Paclitaxel treatment in the presence of an NLRP3 agonist promotes the assembly of the NLRP3 inflammasome. (A) Immunoblots from mouse BMDMs untreated (Unt) or primed with LPS (0.25 μg/mL, 3 h) or paclitaxel (5 μM, 3 h) in the presence of glibenclamide (100 μM) or KCl (30 mM), followed by treatment with nigericin (5 μM, 40 min). Culture supernatants (Sup) or cell lysates (Lys) were immunoblotted with the indicated antibodies. (B) Immunoblots of disuccinimidyl suberate (DSS)-crosslinked pellets (DSS-pel), cellular lysates (Lys) or cultural supernatants (Sup) from mouse BMDMs treated with LPS (0.25 μg/mL, 3 h) or paclitaxel (5 μM, 3 h), followed by treatment with ATP (3 mM, 30 min). (C) Proximity ligation (PL) assay of NLRP3 and ASC in mouse BMDMs treated with paclitaxel (PX, 5 μM, 3 h) or LPS (0.25 μg/mL, 3 h), followed by treatment with ATP (2.5 mM, 30 min).
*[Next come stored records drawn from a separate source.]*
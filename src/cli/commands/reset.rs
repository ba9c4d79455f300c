//! Reset command implementation
//!
//! Returns a dead record to eligibility so the next pass retries it.

use super::{connect, load, parse_record_key, try_code, EXIT_FATAL, EXIT_OK, EXIT_VALIDATION};
use crate::core::processing::ProcessingLogManager;
use crate::domain::HarborError;
use clap::Args;

/// Arguments for the reset command
#[derive(Args, Debug)]
pub struct ResetArgs {
    /// Document type of the record
    pub document_type: String,

    /// Record id within the document type's partition
    pub id: i64,

    /// Why the record is being reset (kept in the log)
    #[arg(short, long, default_value = "manual reset")]
    pub reason: String,

    /// Skip confirmation prompt
    #[arg(short, long)]
    pub yes: bool,
}

impl ResetArgs {
    /// Execute the reset command
    pub async fn execute(&self, config_path: &str) -> anyhow::Result<i32> {
        let key = try_code!(parse_record_key(&self.document_type, self.id));
        let config = try_code!(load(config_path));
        let storage = try_code!(connect(&config).await);
        let log = ProcessingLogManager::new(storage.log.clone());

        if !self.yes {
            print!("Reset {key} (reason: {})? [y/N]: ", self.reason);
            use std::io::{self, Write};
            io::stdout().flush()?;

            let mut input = String::new();
            io::stdin().read_line(&mut input)?;

            if !input.trim().eq_ignore_ascii_case("y") {
                println!("Reset cancelled.");
                return Ok(EXIT_OK);
            }
        }

        match log.reset(key, &self.reason).await {
            Ok(sequence) => {
                println!("✅ Reset {key} (log entry {sequence})");
                println!("   It will be retried on the next ETL pass");
                Ok(EXIT_OK)
            }
            Err(HarborError::State(message)) => {
                println!("❌ Cannot reset {key}");
                println!("   {message}");
                Ok(EXIT_VALIDATION)
            }
            Err(e) => {
                tracing::error!(record = %key, error = %e, "Reset failed");
                println!("❌ Failed to reset {key}");
                println!("   Error: {e}");
                Ok(EXIT_FATAL)
            }
        }
    }
}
PL signals (red) represent the molecular association of NLRP3 and ASC. Data are shown as a representative image from five-independent samples. Scale bars, 10 μm. (D) Relative percentages of PL signal-positive cells (n = 5). Data are expressed as the mean ± SEM. Asterisks indicate significant differences (^*P < 0.05, ^**P < 0.01).